Start of Task material

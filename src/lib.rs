//! Hex-MC: the connection game Hex with a flat Monte Carlo opponent.
//!
//! Two players alternately claim cells of an N×N rhombus of hexagons.
//! Blue tries to join the left and right edges, Red the top and bottom
//! edges; a completely filled board always has exactly one winner.
//!
//! ## Modules
//!
//! - [`constants`] - Hex adjacency table and engine defaults
//! - [`board`] - Board state, placement and connectivity queries
//! - [`playout`] - Random board fillings for win-rate estimation
//! - [`evaluator`] - Flat Monte Carlo move selection
//! - [`game`] - Text driver for human and self-play games
//!
//! ## Example
//!
//! ```
//! use std::time::Duration;
//! use hex_mc::board::{Board, Player};
//! use hex_mc::evaluator::next_move;
//!
//! let mut board = Board::new(3);
//! board.place(1, 0, Player::Blue);
//! board.place(1, 1, Player::Blue);
//!
//! let mv = next_move(&mut board, Player::Blue, 50, Duration::from_secs(5));
//! assert!(mv.is_some());
//! ```

pub mod board;
pub mod constants;
pub mod evaluator;
pub mod game;
pub mod playout;
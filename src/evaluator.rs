//! Flat Monte Carlo move selection.
//!
//! Every empty cell is tried in row-major order: the cell is claimed
//! speculatively, [`simulate`] estimates the mover's win probability from
//! the resulting position, and the placement is rolled back. The candidate
//! with the highest estimate wins; ties keep the earlier candidate.
//!
//! There is no search tree and nothing is shared between candidates. The
//! wall-clock budget is checked between candidates only.

use std::time::{Duration, Instant};

use fastrand::Rng;
use tracing::{debug, info, warn};

use crate::board::{Board, Move, Player};
use crate::constants::{DEFAULT_TIME_SECS, DEFAULT_TRIALS};
use crate::playout::simulate;

/// Parameters for [`MonteCarloEvaluator`].
#[derive(Debug, Clone, PartialEq, Eq)]
pub struct EvaluatorConfig {
    /// Rollouts per candidate move.
    pub max_trials: u32,
    /// Evaluation stops at the first candidate boundary after this much time.
    pub time_budget: Duration,
    /// Seed for the rollout RNG; `None` seeds from entropy.
    pub seed: Option<u64>,
}

impl Default for EvaluatorConfig {
    fn default() -> Self {
        Self {
            max_trials: DEFAULT_TRIALS,
            time_budget: Duration::from_secs(DEFAULT_TIME_SECS),
            seed: None,
        }
    }
}

impl EvaluatorConfig {
    pub fn new(max_trials: u32, time_budget: Duration) -> Self {
        Self {
            max_trials,
            time_budget,
            seed: None,
        }
    }

    pub fn with_seed(mut self, seed: u64) -> Self {
        self.seed = Some(seed);
        self
    }
}

/// Outcome of one [`MonteCarloEvaluator::search`] call.
#[derive(Debug, Clone, PartialEq)]
pub struct Evaluation {
    pub best: Move,
    /// Estimated win probability of `best` for the mover.
    pub win_rate: f64,
    /// Candidates actually simulated (less than the empty-cell count if
    /// the time budget ran out).
    pub candidates: usize,
    pub timed_out: bool,
    pub elapsed: Duration,
}

/// Computer opponent choosing moves by flat Monte Carlo rollouts.
pub struct MonteCarloEvaluator {
    config: EvaluatorConfig,
    rng: Rng,
}

impl Default for MonteCarloEvaluator {
    fn default() -> Self {
        Self::new(EvaluatorConfig::default())
    }
}

impl MonteCarloEvaluator {
    pub fn new(config: EvaluatorConfig) -> Self {
        let rng = config.seed.map_or_else(Rng::new, Rng::with_seed);
        Self { config, rng }
    }

    pub fn config(&self) -> &EvaluatorConfig {
        &self.config
    }

    /// Pick a move for `player`, or `None` if the board has no empty cell.
    ///
    /// The board is left exactly as it was found.
    pub fn next_move(&mut self, board: &mut Board, player: Player) -> Option<Move> {
        self.search(board, player).map(|e| e.best)
    }

    /// Like [`next_move`](Self::next_move), with the statistics of the run.
    pub fn search(&mut self, board: &mut Board, player: Player) -> Option<Evaluation> {
        let candidates = board.empty_cells();
        if candidates.is_empty() {
            debug!(%player, "no empty cells left");
            return None;
        }

        let start = Instant::now();
        let mut best: Option<(Move, f64)> = None;
        let mut evaluated = 0;
        let mut timed_out = false;

        for (i, &mv) in candidates.iter().enumerate() {
            let Some(win_rate) = self.evaluate_move(board, player, mv) else {
                continue;
            };
            evaluated += 1;
            debug!(%mv, win_rate, trials = self.config.max_trials, "candidate evaluated");

            if best.is_none_or(|(_, b)| win_rate > b) {
                best = Some((mv, win_rate));
            }

            let elapsed = start.elapsed();
            if i + 1 < candidates.len() && elapsed > self.config.time_budget {
                warn!(
                    evaluated,
                    total = candidates.len(),
                    ?elapsed,
                    "time budget exhausted, returning best candidate so far"
                );
                timed_out = true;
                break;
            }
        }

        let (best, win_rate) = best?;
        let elapsed = start.elapsed();
        info!(%player, %best, win_rate, evaluated, ?elapsed, "move selected");

        Some(Evaluation {
            best,
            win_rate,
            candidates: evaluated,
            timed_out,
            elapsed,
        })
    }

    /// Estimated win probability for `player` after claiming `mv`, or
    /// `None` if `mv` cannot be played. The placement is always undone.
    pub fn evaluate_move(
        &mut self,
        board: &mut Board,
        player: Player,
        mv: Move,
    ) -> Option<f64> {
        let mut scratch = board.scratch();
        if !scratch.place(mv, player) {
            return None;
        }
        Some(simulate(&mut scratch, player, self.config.max_trials, &mut self.rng))
    }
}

/// One-shot move selection with an entropy-seeded evaluator.
///
/// Returns `None` when and only when the board has no empty cell.
pub fn next_move(
    board: &mut Board,
    player: Player,
    max_trials: u32,
    max_time: Duration,
) -> Option<Move> {
    MonteCarloEvaluator::new(EvaluatorConfig::new(max_trials, max_time)).next_move(board, player)
}
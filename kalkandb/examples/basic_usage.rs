//! Basic usage example for `KalkanDB`.

use kalkandb::prelude::*;
use kalkandb_key_env::EnvKeyProvider;
use secrecy::SecretVec;
use std::sync::Arc;

fn main() -> Result<(), Box<dyn std::error::Error>> {
    println!("KalkanDB Basic Usage Example");
    println!("============================\n");

    // Setup: key material would normally come from the environment
    // (EnvKeyProvider::from_env), hardcoded here for a self-contained run.
    let provider: Arc<dyn KeyProvider> = Arc::new(EnvKeyProvider::new(
        SecretVec::new(vec![42u8; 32]),
        Some(SecretVec::new(b"example-salt".to_vec())),
    )?);
    println!("✓ EnvKeyProvider created\n");

    // Describe the schema: the SSN is encrypted and equality-queryable
    // through a unique shadow index, the photo is encrypted only.
    let mut model = Model::new();
    model
        .add_entity("users")
        .add_field(FieldDef::new("id", FieldKind::Text))
        .add_field(FieldDef::new("name", FieldKind::Text))
        .add_field(
            FieldDef::new("ssn", FieldKind::Text)
                .with_annotation(EncryptAnnotation::new(true, true)),
        )
        .add_field(
            FieldDef::new("photo", FieldKind::Bytes)
                .with_annotation(EncryptAnnotation::new(false, false)),
        );

    model.apply_data_protection(Arc::clone(&provider), CipherMode::default())?;
    println!("✓ Data protection applied");

    let users = model.entity("users").expect("users entity");
    for index in users.indexes() {
        println!("  - index on {} (unique: {})", index.field_name(), index.is_unique());
    }
    println!();

    // Write path: the synchronizer fills in shadow hashes before the flush
    let synchronizer = ShadowHashSynchronizer::new(Arc::clone(&provider));

    let mut changes = ChangeSet::new();
    changes.push_added(
        Record::new("users")
            .with("id", "u-1")
            .with("name", "Alice")
            .with("ssn", "404-69-1337")
            .with("photo", vec![0xAB; 64]),
    );
    synchronizer.before_commit(&model, &mut changes)?;
    println!("✓ Shadow hashes synchronized");

    let pending = changes.iter().next().expect("one pending record").record().clone();
    if let Some(Value::Text(hash)) = pending.get("ssnShadowHash") {
        println!("  ssnShadowHash = {hash}\n");
    }

    // Flush: every encrypted field goes through its codec
    let mut stored = Record::new("users");
    for (field_name, value) in pending.values() {
        let encoded = match users.field(field_name).and_then(FieldDef::codec) {
            Some(codec) => codec.encode(value)?,
            None => value.clone(),
        };
        stored.set(field_name, encoded);
    }
    println!("✓ Record encoded for storage (SSN is ciphertext now)");

    // Read path: decoding restores the plaintext
    let ssn_codec = users.field("ssn").and_then(FieldDef::codec).expect("ssn codec");
    let decoded = ssn_codec.decode(stored.get("ssn").expect("stored ssn"))?;
    assert_eq!(decoded, Value::Text("404-69-1337".to_string()));
    println!("✓ Decryption round-trip verified\n");

    // Query path: equality against the encrypted field becomes a
    // hash-equality predicate on the shadow index.
    let predicate = protected_eq(&model, provider.as_ref(), "users", "ssn", &"404-69-1337".into())?;
    println!("Query rewritten to: {} == {}", predicate.shadow_field(), predicate.digest());

    let store = [stored];
    let hits = predicate.filter(&store);
    assert_eq!(hits.len(), 1);
    println!("✓ Query returned exactly the matching record\n");

    println!("============================");
    println!("All operations successful!");

    Ok(())
}
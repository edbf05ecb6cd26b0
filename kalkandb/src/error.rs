//! Error types for `KalkanDB` operations.

use std::fmt;

use crate::model::FieldKind;

/// Main error type for `KalkanDB` operations.
#[derive(Debug, thiserror::Error)]
pub enum Error {
    /// Encryption operation failed
    #[error("encryption failed: {0}")]
    EncryptionFailed(String),

    /// Decryption operation failed
    #[error("decryption failed: {0}")]
    DecryptionFailed(String),

    /// Authentication tag verification failed (data may be corrupted or tampered)
    #[error("authentication failed: ciphertext may be corrupted or tampered")]
    AuthenticationFailed,

    /// A field marked as encrypted has no canonical text or byte form
    #[error(
        "unsupported field type for {entity}.{field}: {kind:?} has no canonical form; \
         register an intermediary converter or use a text/byte field"
    )]
    UnsupportedFieldType {
        /// Entity owning the field
        entity: String,
        /// Field name
        field: String,
        /// The field's declared kind
        kind: FieldKind,
    },

    /// The hashing secret is absent or empty
    #[error("missing key material: the hashing salt is not configured; shadow indexes are unavailable")]
    MissingKeyMaterial,

    /// Query rewrite requested on a field that is not queryable
    #[error("field {entity}.{field} is not queryable: mark it encrypted and queryable before filtering on it")]
    FieldNotQueryable {
        /// Entity owning the field
        entity: String,
        /// Field name
        field: String,
    },

    /// Key provider operation failed
    #[error("key provider error: {0}")]
    KeyProvider(#[from] KeyProviderError),

    /// Encryption header parsing failed
    #[error("invalid header: {0}")]
    InvalidHeader(String),

    /// Key derivation failed
    #[error("key derivation failed")]
    KeyDerivation,

    /// Unsupported protocol version
    #[error("unsupported version: {version} (supported: {supported})")]
    UnsupportedVersion {
        /// The version found in the ciphertext
        version: u8,
        /// Supported versions
        supported: String,
    },

    /// I/O operation failed
    #[error("I/O error: {0}")]
    Io(#[from] std::io::Error),
}

/// Errors specific to key provider operations.
#[derive(Debug)]
pub enum KeyProviderError {
    /// KEK not found
    KekNotFound(String),

    /// No active KEK configured
    NoActiveKek,

    /// DEK wrapping failed
    WrapFailed(String),

    /// DEK unwrapping failed
    UnwrapFailed(String),

    /// Pepper not available
    PepperUnavailable(String),

    /// Key material is malformed (wrong length, bad encoding)
    InvalidKeyMaterial(String),

    /// I/O operation failed
    Io(std::io::Error),
}

impl fmt::Display for KeyProviderError {
    fn fmt(&self, f: &mut fmt::Formatter<'_>) -> fmt::Result {
        match self {
            Self::KekNotFound(id) => write!(f, "KEK not found: {id}"),
            Self::NoActiveKek => write!(f, "no active KEK configured"),
            Self::WrapFailed(msg) => write!(f, "DEK wrap failed: {msg}"),
            Self::UnwrapFailed(msg) => write!(f, "DEK unwrap failed: {msg}"),
            Self::PepperUnavailable(msg) => write!(f, "pepper not available: {msg}"),
            Self::InvalidKeyMaterial(msg) => write!(f, "invalid key material: {msg}"),
            Self::Io(err) => write!(f, "I/O error: {err}"),
        }
    }
}

impl std::error::Error for KeyProviderError {
    fn source(&self) -> Option<&(dyn std::error::Error + 'static)> {
        match self {
            Self::Io(err) => Some(err),
            _ => None,
        }
    }
}

impl From<std::io::Error> for KeyProviderError {
    fn from(err: std::io::Error) -> Self {
        Self::Io(err)
    }
}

End of Task material

Task details:
What you output must be the lines from the opening of the material above up to and including the line with "and engine defaults", reproduced exactly.

Result:
filename src/lib.rs
//! Hex-MC: the connection game Hex with a flat Monte Carlo opponent.
//!
//! Two players alternately claim cells of an N×N rhombus of hexagons.
//! Blue tries to join the left and right edges, Red the top and bottom
//! edges; a completely filled board always has exactly one winner.
//!
//! ## Modules
//!
//! - [`constants`] - Hex adjacency table and engine defaults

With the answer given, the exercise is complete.